These are the key concepts you need to understand to accurately answer the question.

Total Probability Theorem
Understanding the Total Probability Theorem (TPT) is foundational for solving many problems in statistics, especially when dealing with complex probability models that encompass multiple events. Let's think of TPT as a tool that helps us to weigh and combine the likelihood of several distinct pathways that lead to one event.

Imagine you have a bag of multicolored marbles. Without seeing inside, you want to predict the probability of pulling out a red marble. If the bag is divided into several smaller pouches, each containing a different mix of marble colors, the TPT allows you to consider the probability of choosing each pouch combined with the probability of then selecting a red marble from the chosen pouch.

In the context of the camera company example, we are interested in the event 'purchaser bought an extended warranty' (W). Since there are two types of cameras sold (basic B, and deluxe B'), the TPT helps us combine the separate scenarios: the probability of buying an extended warranty with a basic camera, and similarly with a deluxe camera. Mathematically, we express this as:

\[ P(W) = P(W | B)P(B) + P(W | B')P(B') \]

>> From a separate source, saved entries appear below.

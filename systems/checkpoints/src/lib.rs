#![deny(
    unsafe_code,
    missing_docs,
    dead_code,
    unused_results,
    non_snake_case,
    unreachable_pub
)]

//! Resumable checkpoint progress and its persisted data contract.
//!
//! Progress is a single decimal integer stored under [`CHECKPOINT_KEY`] in a
//! session-scoped [`SessionStore`]. An absent key means a fresh start; a value
//! that cannot be parsed or lies outside the checkpoint sequence is treated
//! exactly like an absent one.

use std::{collections::BTreeMap, fmt, num::ParseIntError};

use district_siege_core::{CheckpointId, CheckpointSpec, CHECKPOINT_KEY};
use glam::Vec3;
use thiserror::Error;
use tracing::{debug, info, warn};

/// Key-value string storage scoped to a play session.
pub trait SessionStore: fmt::Debug {
    /// Returns the value stored under `key`.
    fn get(&self, key: &str) -> Option<String>;

    /// Stores `value` under `key`, replacing any previous value.
    fn set(&mut self, key: &str, value: String);

    /// Removes the value stored under `key`.
    fn remove(&mut self, key: &str);
}

/// Session store that keeps entries in memory.
#[derive(Clone, Debug, Default, PartialEq, Eq)]
pub struct MemorySessionStore {
    entries: BTreeMap<String, String>,
}

impl MemorySessionStore {
    /// Creates an empty store.
    #[must_use]
    pub fn new() -> Self {
        Self::default()
    }

    /// Returns the store with an additional entry.
    #[must_use]
    pub fn with_entry(mut self, key: &str, value: impl Into<String>) -> Self {
        self.set(key, value.into());
        self
    }
}

impl SessionStore for MemorySessionStore {
    fn get(&self, key: &str) -> Option<String> {
        self.entries.get(key).cloned()
    }

    fn set(&mut self, key: &str, value: String) {
        let _ = self.entries.insert(key.to_owned(), value);
    }

    fn remove(&mut self, key: &str) {
        let _ = self.entries.remove(key);
    }
}

/// Reasons persisted progress could not be resolved.
#[derive(Debug, Error)]
pub enum CheckpointError {
    /// The stored value is not a non-negative integer.
    #[error("persisted checkpoint `{value}` is not a valid index")]
    Corrupt {
        /// Raw value found in the store.
        value: String,
        /// Parse failure.
        #[source]
        source: ParseIntError,
    },
    /// The stored index lies outside the checkpoint sequence.
    #[error("persisted checkpoint {id} is outside 0..{len}")]
    OutOfRange {
        /// Index found in the store.
        id: u64,
        /// Number of checkpoints in the sequence.
        len: usize,
    },
}

/// A checkpoint together with whether the player reached it.
#[derive(Clone, Debug, PartialEq)]
pub struct Checkpoint {
    spec: CheckpointSpec,
    reached: bool,
}

impl Checkpoint {
    /// Position of the checkpoint within the sequence.
    #[must_use]
    pub const fn id(&self) -> CheckpointId {
        self.spec.id
    }

    /// Display name of the checkpoint.
    #[must_use]
    pub fn name(&self) -> &str {
        &self.spec.name
    }

    /// Where the player resumes from.
    #[must_use]
    pub const fn position(&self) -> Vec3 {
        self.spec.position
    }

    /// Whether the player reached the checkpoint.
    #[must_use]
    pub const fn reached(&self) -> bool {
        self.reached
    }
}

/// Ordered checkpoint sequence backed by a session store.
#[derive(Debug)]
pub struct CheckpointStore {
    checkpoints: Vec<Checkpoint>,
    current: CheckpointId,
    session: Box<dyn SessionStore>,
}

impl CheckpointStore {
    /// Creates a store over `specs`; the first checkpoint starts out reached.
    #[must_use]
    pub fn new(specs: Vec<CheckpointSpec>, session: Box<dyn SessionStore>) -> Self {
        let checkpoints = specs
            .into_iter()
            .enumerate()
            .map(|(index, spec)| Checkpoint {
                spec,
                reached: index == 0,
            })
            .collect();

        Self {
            checkpoints,
            current: CheckpointId::new(0),
            session,
        }
    }

    /// Index of the furthest checkpoint reached.
    #[must_use]
    pub const fn current(&self) -> CheckpointId {
        self.current
    }

    /// Looks up a checkpoint by index.
    #[must_use]
    pub fn checkpoint(&self, id: CheckpointId) -> Option<&Checkpoint> {
        self.checkpoints.get(id.index())
    }

    /// Every checkpoint in sequence order.
    #[must_use]
    pub fn checkpoints(&self) -> &[Checkpoint] {
        &self.checkpoints
    }

    /// Raw value currently persisted for the level, if any.
    #[must_use]
    pub fn persisted(&self) -> Option<String> {
        self.session.get(CHECKPOINT_KEY)
    }

    /// Persists `id` as the furthest progress.
    ///
    /// Returns `false` without touching the store when `id` does not lie past
    /// the current checkpoint or outside the sequence.
    pub fn save(&mut self, id: CheckpointId) -> bool {
        if id <= self.current {
            debug!(
                checkpoint = id.get(),
                current = self.current.get(),
                "checkpoint would regress; ignored"
            );
            return false;
        }

        let Some(checkpoint) = self.checkpoints.get_mut(id.index()) else {
            warn!(checkpoint = id.get(), "checkpoint outside sequence; ignored");
            return false;
        };

        checkpoint.reached = true;
        self.current = id;
        self.session.set(CHECKPOINT_KEY, id.get().to_string());
        info!(checkpoint = id.get(), name = %checkpoint.name(), "checkpoint saved");
        true
    }

    /// Reads the persisted index without applying it.
    pub fn read(&self) -> Result<Option<CheckpointId>, CheckpointError> {
        let Some(value) = self.persisted() else {
            return Ok(None);
        };

        let id = value
            .trim()
            .parse::<u64>()
            .map_err(|source| CheckpointError::Corrupt {
                value: value.clone(),
                source,
            })?;

        let len = self.checkpoints.len();
        match u32::try_from(id) {
            Ok(index) if (index as usize) < len => Ok(Some(CheckpointId::new(index))),
            _ => Err(CheckpointError::OutOfRange { id, len }),
        }
    }

    /// Applies the persisted progress, returning the checkpoint to resume from.
    ///
    /// Every checkpoint up to the persisted one is marked reached. Absent or
    /// invalid progress yields `None`, meaning a fresh start.
    pub fn load(&mut self) -> Option<&Checkpoint> {
        let id = match self.read() {
            Ok(Some(id)) => id,
            Ok(None) => return None,
            Err(error) => {
                warn!(%error, "ignoring persisted checkpoint");
                return None;
            }
        };

        for checkpoint in self.checkpoints.iter_mut().take(id.index() + 1) {
            checkpoint.reached = true;
        }
        if id > self.current {
            self.current = id;
        }

        self.checkpoints.get(id.index())
    }

    /// Removes persisted progress.
    pub fn clear(&mut self) {
        self.session.remove(CHECKPOINT_KEY);
    }
}

#[cfg(test)]
mod tests {
    use super::*;

    fn specs() -> Vec<CheckpointSpec> {
        (0..5)
            .map(|index| CheckpointSpec {
                id: CheckpointId::new(index),
                name: format!("Checkpoint {index}"),
                position: Vec3::new(index as f32, 0.0, 0.0),
            })
            .collect()
    }

    #[test]
    fn negative_value_is_corrupt() {
        let session = MemorySessionStore::new().with_entry(CHECKPOINT_KEY, "-1");
        let store = CheckpointStore::new(specs(), Box::new(session));
        assert!(matches!(store.read(), Err(CheckpointError::Corrupt { .. })));
    }

    #[test]
    fn surrounding_whitespace_is_tolerated() {
        let session = MemorySessionStore::new().with_entry(CHECKPOINT_KEY, " 3\n");
        let store = CheckpointStore::new(specs(), Box::new(session));
        assert_eq!(store.read().ok().flatten(), Some(CheckpointId::new(3)));
    }

    #[test]
    fn only_first_checkpoint_starts_reached() {
        let store = CheckpointStore::new(specs(), Box::new(MemorySessionStore::new()));
        let reached: Vec<_> = store.checkpoints().iter().map(Checkpoint::reached).collect();
        assert_eq!(reached, vec![true, false, false, false, false]);
    }
}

This formula encapsulates the essence of the Total Probability Theorem. It allows us to calculate the total probability of an event by summing up the probabilities of that event occurring under several distinct conditions.
Conditional Probability
Diving into Conditional Probability, we navigate the 'what if' of statistics and probability. This concept helps us understand the likelihood of an event occurring under the condition that another event has already happened. It offers a way to refine our predictions based on new information.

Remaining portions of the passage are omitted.